START LISTED RECORDS

//! Symbols.
//!
//! Symbols live in an arena owned by the program; the AST references them by
//! [`SymbolId`], so two occurrences of the same variable compare equal by
//! identity no matter what they were called in the source. Ids are arena
//! indices and therefore pairwise distinct across a compilation.

use std::collections::HashMap;
use std::fmt;
use std::sync::atomic::{AtomicU32, Ordering};

use crate::ast::Pos;

use super::{AbsId, BuiltinId};

#[derive(Debug, Clone, Copy, PartialEq, Eq, Hash, PartialOrd, Ord)]
pub struct SymbolId(pub u32);

impl fmt::Display for SymbolId {
    fn fmt(&self, f: &mut fmt::Formatter<'_>) -> fmt::Result {
        write!(f, "s{}", self.0)
    }
}

#[derive(Debug, Clone, Copy, Default, PartialEq, Eq)]
pub struct VariableFlags {
    /// The symbol is a parameter of its owning abstraction.
    pub formal: bool,
    /// The symbol was minted by the compiler rather than written by the user.
    pub synthetic: bool,
    /// The symbol is captured by at least one nested abstraction. Bindings
    /// to captured variables must unify instead of overwriting the register.
    pub captured: bool,
}

#[derive(Debug, Clone)]
pub enum SymbolKind {
    Variable(VariableFlags),
    Builtin(BuiltinId),
}

#[derive(Debug, Clone)]
pub struct Symbol {
    pub name: String,
    pub kind: SymbolKind,
    /// The abstraction the symbol belongs to. Set exactly once, when the
    /// declaring pass places the symbol; builtins have no owner.
    pub owner: Option<AbsId>,
    pub pos: Pos,
}

impl Symbol {
    pub fn is_variable(&self) -> bool {
        matches!(self.kind, SymbolKind::Variable(_))
    }

    pub fn as_builtin(&self) -> Option<BuiltinId> {
        match self.kind {
            SymbolKind::Builtin(id) => Some(id),
            _ => None,
        }
    }

    pub fn flags(&self) -> VariableFlags {
        match self.kind {
            SymbolKind::Variable(flags) => flags,
            SymbolKind::Builtin(_) => VariableFlags::default(),
        }
    }

    pub fn is_captured(&self) -> bool {
        self.flags().captured
    }
}

/// The symbol arena.
///
/// The synthetic-name counter is atomic so that minting stays monotonic even
/// under defensive re-entrant use; the compilation pipeline itself is
/// strictly sequential.
#[derive(Debug)]
pub struct SymbolTable {
    symbols: Vec<Symbol>,
    synthetic_counter: AtomicU32,
    builtin_symbols: HashMap<BuiltinId, SymbolId>,
}

impl SymbolTable {
    pub fn new() -> Self {
        SymbolTable {
            symbols: Vec::new(),
            synthetic_counter: AtomicU32::new(0),
            builtin_symbols: HashMap::new(),
        }
    }

    pub fn fresh_variable(
        &mut self,
        name: impl Into<String>,
        owner: AbsId,
        flags: VariableFlags,
        pos: Pos,
    ) -> SymbolId {
        let id = SymbolId(self.symbols.len() as u32);
        self.symbols.push(Symbol {
            name: name.into(),
            kind: SymbolKind::Variable(flags),
            owner: Some(owner),
            pos,
        });
        id
    }

    /// Mint a synthetic variable named `x$N`.
    pub fn fresh_synthetic(&mut self, owner: AbsId, formal: bool) -> SymbolId {
        let n = self.synthetic_counter.fetch_add(1, Ordering::Relaxed);
        self.fresh_variable(
            format!("x${}", n),
            owner,
            VariableFlags {
                formal,
                synthetic: true,
                captured: false,
            },
            Pos::none(),
        )
    }

    /// Intern the symbol standing for a builtin procedure.
    pub fn builtin_symbol(&mut self, builtin: BuiltinId, name: &str) -> SymbolId {
        if let Some(&id) = self.builtin_symbols.get(&builtin) {
            return id;
        }
        let id = SymbolId(self.symbols.len() as u32);
        self.symbols.push(Symbol {
            name: name.to_string(),
            kind: SymbolKind::Builtin(builtin),
            owner: None,
            pos: Pos::none(),
        });
        self.builtin_symbols.insert(builtin, id);
        id
    }

    pub fn get(&self, id: SymbolId) -> &Symbol {
        &self.symbols[id.0 as usize]
    }

    pub fn mark_captured(&mut self, id: SymbolId) {
        if let SymbolKind::Variable(flags) = &mut self.symbols[id.0 as usize].kind {
            flags.captured = true;
        }
    }

    /// Re-own a symbol as a formal parameter of `owner`.
    pub fn place_formal(&mut self, id: SymbolId, owner: AbsId) {
        let symbol = &mut self.symbols[id.0 as usize];
        symbol.owner = Some(owner);
        if let SymbolKind::Variable(flags) = &mut symbol.kind {
            flags.formal = true;
        }
    }

    pub fn len(&self) -> usize {
        self.symbols.len()
    }

    pub fn is_empty(&self) -> bool {
        self.symbols.is_empty()
    }

    pub fn iter(&self) -> impl Iterator<Item = (SymbolId, &Symbol)> {
        self.symbols
            .iter()
            .enumerate()
            .map(|(i, symbol)| (SymbolId(i as u32), symbol))
    }
}

impl Default for SymbolTable {
    fn default() -> Self {
        Self::new()
    }
}

#[cfg(test)]
mod tests {
    use super::*;

    #[test]
    fn test_ids_are_distinct() {
        let mut table = SymbolTable::new();
        let a = table.fresh_variable("X", AbsId(0), VariableFlags::default(), Pos::none());
        let b = table.fresh_variable("X", AbsId(0), VariableFlags::default(), Pos::none());
        assert_ne!(a, b);
        assert_eq!(table.get(a).name, table.get(b).name);
    }

    #[test]
    fn test_synthetic_names() {
        let mut table = SymbolTable::new();
        let a = table.fresh_synthetic(AbsId(0), false);
        let b = table.fresh_synthetic(AbsId(0), false);
        assert_eq!(table.get(a).name, "x$0");
        assert_eq!(table.get(b).name, "x$1");
        assert!(table.get(a).flags().synthetic);
    }

    #[test]
    fn test_builtin_symbols_are_interned() {
        let mut table = SymbolTable::new();
        let a = table.builtin_symbol(BuiltinId(3), "==");
        let b = table.builtin_symbol(BuiltinId(3), "==");
        let c = table.builtin_symbol(BuiltinId(4), ".");
        assert_eq!(a, b);
        assert_ne!(a, c);
        assert_eq!(table.get(a).as_builtin(), Some(BuiltinId(3)));
        assert!(table.get(a).owner.is_none());
    }

    #[test]
    fn test_mark_captured() {
        let mut table = SymbolTable::new();
        let a = table.fresh_variable("X", AbsId(1), VariableFlags::default(), Pos::none());
        assert!(!table.get(a).is_captured());
        table.mark_captured(a);
        assert!(table.get(a).is_captured());
    }
}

END LISTED RECORDS

◆ ASSIGNMENT: Determine which lines above include the word "Copy", and report those lines in full.

◆ TASK OUTPUT:
#[derive(Debug, Clone, Copy, PartialEq, Eq, Hash, PartialOrd, Ord)]
#[derive(Debug, Clone, Copy, Default, PartialEq, Eq)]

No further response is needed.